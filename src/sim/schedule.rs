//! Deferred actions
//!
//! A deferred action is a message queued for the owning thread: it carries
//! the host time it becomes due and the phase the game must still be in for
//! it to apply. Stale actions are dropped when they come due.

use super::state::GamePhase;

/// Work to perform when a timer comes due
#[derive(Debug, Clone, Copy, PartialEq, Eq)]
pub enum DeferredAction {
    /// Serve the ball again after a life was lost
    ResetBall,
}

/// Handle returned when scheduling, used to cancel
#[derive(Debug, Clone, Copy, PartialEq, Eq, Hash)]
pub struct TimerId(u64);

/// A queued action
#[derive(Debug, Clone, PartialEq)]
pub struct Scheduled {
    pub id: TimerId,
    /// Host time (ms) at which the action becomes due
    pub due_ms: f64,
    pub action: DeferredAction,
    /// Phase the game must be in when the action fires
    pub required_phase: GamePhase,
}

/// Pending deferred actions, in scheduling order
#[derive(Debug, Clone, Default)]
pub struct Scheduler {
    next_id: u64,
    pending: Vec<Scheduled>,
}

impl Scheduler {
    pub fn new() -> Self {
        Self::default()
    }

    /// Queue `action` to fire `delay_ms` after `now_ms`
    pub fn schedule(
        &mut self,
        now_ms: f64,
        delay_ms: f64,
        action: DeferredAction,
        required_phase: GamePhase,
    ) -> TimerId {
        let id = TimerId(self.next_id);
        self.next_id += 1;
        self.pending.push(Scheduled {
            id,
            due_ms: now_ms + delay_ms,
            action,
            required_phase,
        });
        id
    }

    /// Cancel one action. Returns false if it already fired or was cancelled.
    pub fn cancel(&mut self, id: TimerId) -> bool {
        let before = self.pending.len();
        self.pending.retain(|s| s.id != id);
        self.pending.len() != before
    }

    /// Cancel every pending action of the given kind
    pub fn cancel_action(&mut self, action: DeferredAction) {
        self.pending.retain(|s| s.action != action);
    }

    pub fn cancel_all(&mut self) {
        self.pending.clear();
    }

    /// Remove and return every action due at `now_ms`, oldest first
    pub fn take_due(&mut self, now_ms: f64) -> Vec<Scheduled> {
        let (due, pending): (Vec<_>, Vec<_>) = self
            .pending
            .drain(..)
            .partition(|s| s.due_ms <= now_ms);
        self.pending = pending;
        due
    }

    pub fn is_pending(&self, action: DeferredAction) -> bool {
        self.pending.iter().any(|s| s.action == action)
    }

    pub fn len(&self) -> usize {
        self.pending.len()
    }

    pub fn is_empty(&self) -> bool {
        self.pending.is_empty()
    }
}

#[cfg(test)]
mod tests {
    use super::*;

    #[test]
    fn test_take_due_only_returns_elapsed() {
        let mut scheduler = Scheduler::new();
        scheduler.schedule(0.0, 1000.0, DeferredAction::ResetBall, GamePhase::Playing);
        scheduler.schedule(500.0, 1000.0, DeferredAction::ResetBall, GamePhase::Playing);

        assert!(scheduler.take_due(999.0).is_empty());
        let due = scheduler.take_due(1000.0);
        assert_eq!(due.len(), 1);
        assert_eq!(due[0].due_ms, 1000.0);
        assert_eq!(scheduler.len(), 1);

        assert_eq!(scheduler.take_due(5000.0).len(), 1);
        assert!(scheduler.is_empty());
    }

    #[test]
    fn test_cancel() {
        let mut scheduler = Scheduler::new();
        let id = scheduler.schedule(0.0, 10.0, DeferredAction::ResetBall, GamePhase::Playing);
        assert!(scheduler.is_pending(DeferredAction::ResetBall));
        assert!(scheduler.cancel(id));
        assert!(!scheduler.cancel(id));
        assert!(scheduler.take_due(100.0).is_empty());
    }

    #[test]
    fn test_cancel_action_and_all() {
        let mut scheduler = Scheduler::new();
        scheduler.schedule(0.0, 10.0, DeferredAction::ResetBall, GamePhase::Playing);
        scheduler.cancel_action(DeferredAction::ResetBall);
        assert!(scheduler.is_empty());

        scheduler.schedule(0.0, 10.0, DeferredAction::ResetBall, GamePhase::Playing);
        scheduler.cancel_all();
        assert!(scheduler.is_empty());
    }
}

» **What you need to do**:
The records are to be duplicated in full, with every word kept exactly.

» **Written response**:
filename src/sim/schedule.rs
//! Deferred actions
//!
//! A deferred action is a message queued for the owning thread: it carries
//! the host time it becomes due and the phase the game must still be in for
//! it to apply. Stale actions are dropped when they come due.

use super::state::GamePhase;

/// Work to perform when a timer comes due
#[derive(Debug, Clone, Copy, PartialEq, Eq)]
pub enum DeferredAction {
    /// Serve the ball again after a life was lost
    ResetBall,
}

/// Handle returned when scheduling, used to cancel
#[derive(Debug, Clone, Copy, PartialEq, Eq, Hash)]
pub struct TimerId(u64);

/// A queued action
#[derive(Debug, Clone, PartialEq)]
pub struct Scheduled {
    pub id: TimerId,
    /// Host time (ms) at which the action becomes due
    pub due_ms: f64,
    pub action: DeferredAction,
    /// Phase the game must be in when the action fires
    pub required_phase: GamePhase,
}

/// Pending deferred actions, in scheduling order
#[derive(Debug, Clone, Default)]
pub struct Scheduler {
    next_id: u64,
    pending: Vec<Scheduled>,
}

impl Scheduler {
    pub fn new() -> Self {
        Self::default()
    }

    /// Queue `action` to fire `delay_ms` after `now_ms`
    pub fn schedule(
        &mut self,
        now_ms: f64,
        delay_ms: f64,
        action: DeferredAction,
        required_phase: GamePhase,
    ) -> TimerId {
        let id = TimerId(self.next_id);
        self.next_id += 1;
        self.pending.push(Scheduled {
            id,
            due_ms: now_ms + delay_ms,
            action,
            required_phase,
        });
        id
    }

    /// Cancel one action. Returns false if it already fired or was cancelled.
    pub fn cancel(&mut self, id: TimerId) -> bool {
        let before = self.pending.len();
        self.pending.retain(|s| s.id != id);
        self.pending.len() != before
    }

    /// Cancel every pending action of the given kind
    pub fn cancel_action(&mut self, action: DeferredAction) {
        self.pending.retain(|s| s.action != action);
    }

    pub fn cancel_all(&mut self) {
        self.pending.clear();
    }

    /// Remove and return every action due at `now_ms`, oldest first
    pub fn take_due(&mut self, now_ms: f64) -> Vec<Scheduled> {
        let (due, pending): (Vec<_>, Vec<_>) = self
            .pending
            .drain(..)
            .partition(|s| s.due_ms <= now_ms);
        self.pending = pending;
        due
    }

    pub fn is_pending(&self, action: DeferredAction) -> bool {
        self.pending.iter().any(|s| s.action == action)
    }

    pub fn len(&self) -> usize {
        self.pending.len()
    }

    pub fn is_empty(&self) -> bool {
        self.pending.is_empty()
    }
}

#[cfg(test)]
mod tests {
    use super::*;

    #[test]
    fn test_take_due_only_returns_elapsed() {
        let mut scheduler = Scheduler::new();
        scheduler.schedule(0.0, 1000.0, DeferredAction::ResetBall, GamePhase::Playing);
        scheduler.schedule(500.0, 1000.0, DeferredAction::ResetBall, GamePhase::Playing);

        assert!(scheduler.take_due(999.0).is_empty());
        let due = scheduler.take_due(1000.0);
        assert_eq!(due.len(), 1);
        assert_eq!(due[0].due_ms, 1000.0);
        assert_eq!(scheduler.len(), 1);

        assert_eq!(scheduler.take_due(5000.0).len(), 1);
        assert!(scheduler.is_empty());
    }

    #[test]
    fn test_cancel() {
        let mut scheduler = Scheduler::new();
        let id = scheduler.schedule(0.0, 10.0, DeferredAction::ResetBall, GamePhase::Playing);
        assert!(scheduler.is_pending(DeferredAction::ResetBall));
        assert!(scheduler.cancel(id));
        assert!(!scheduler.cancel(id));
        assert!(scheduler.take_due(100.0).is_empty());
    }

    #[test]
    fn test_cancel_action_and_all() {
        let mut scheduler = Scheduler::new();
        scheduler.schedule(0.0, 10.0, DeferredAction::ResetBall, GamePhase::Playing);
        scheduler.cancel_action(DeferredAction::ResetBall);
        assert!(scheduler.is_empty());

        scheduler.schedule(0.0, 10.0, DeferredAction::ResetBall, GamePhase::Playing);
        scheduler.cancel_all();
        assert!(scheduler.is_empty());
    }
}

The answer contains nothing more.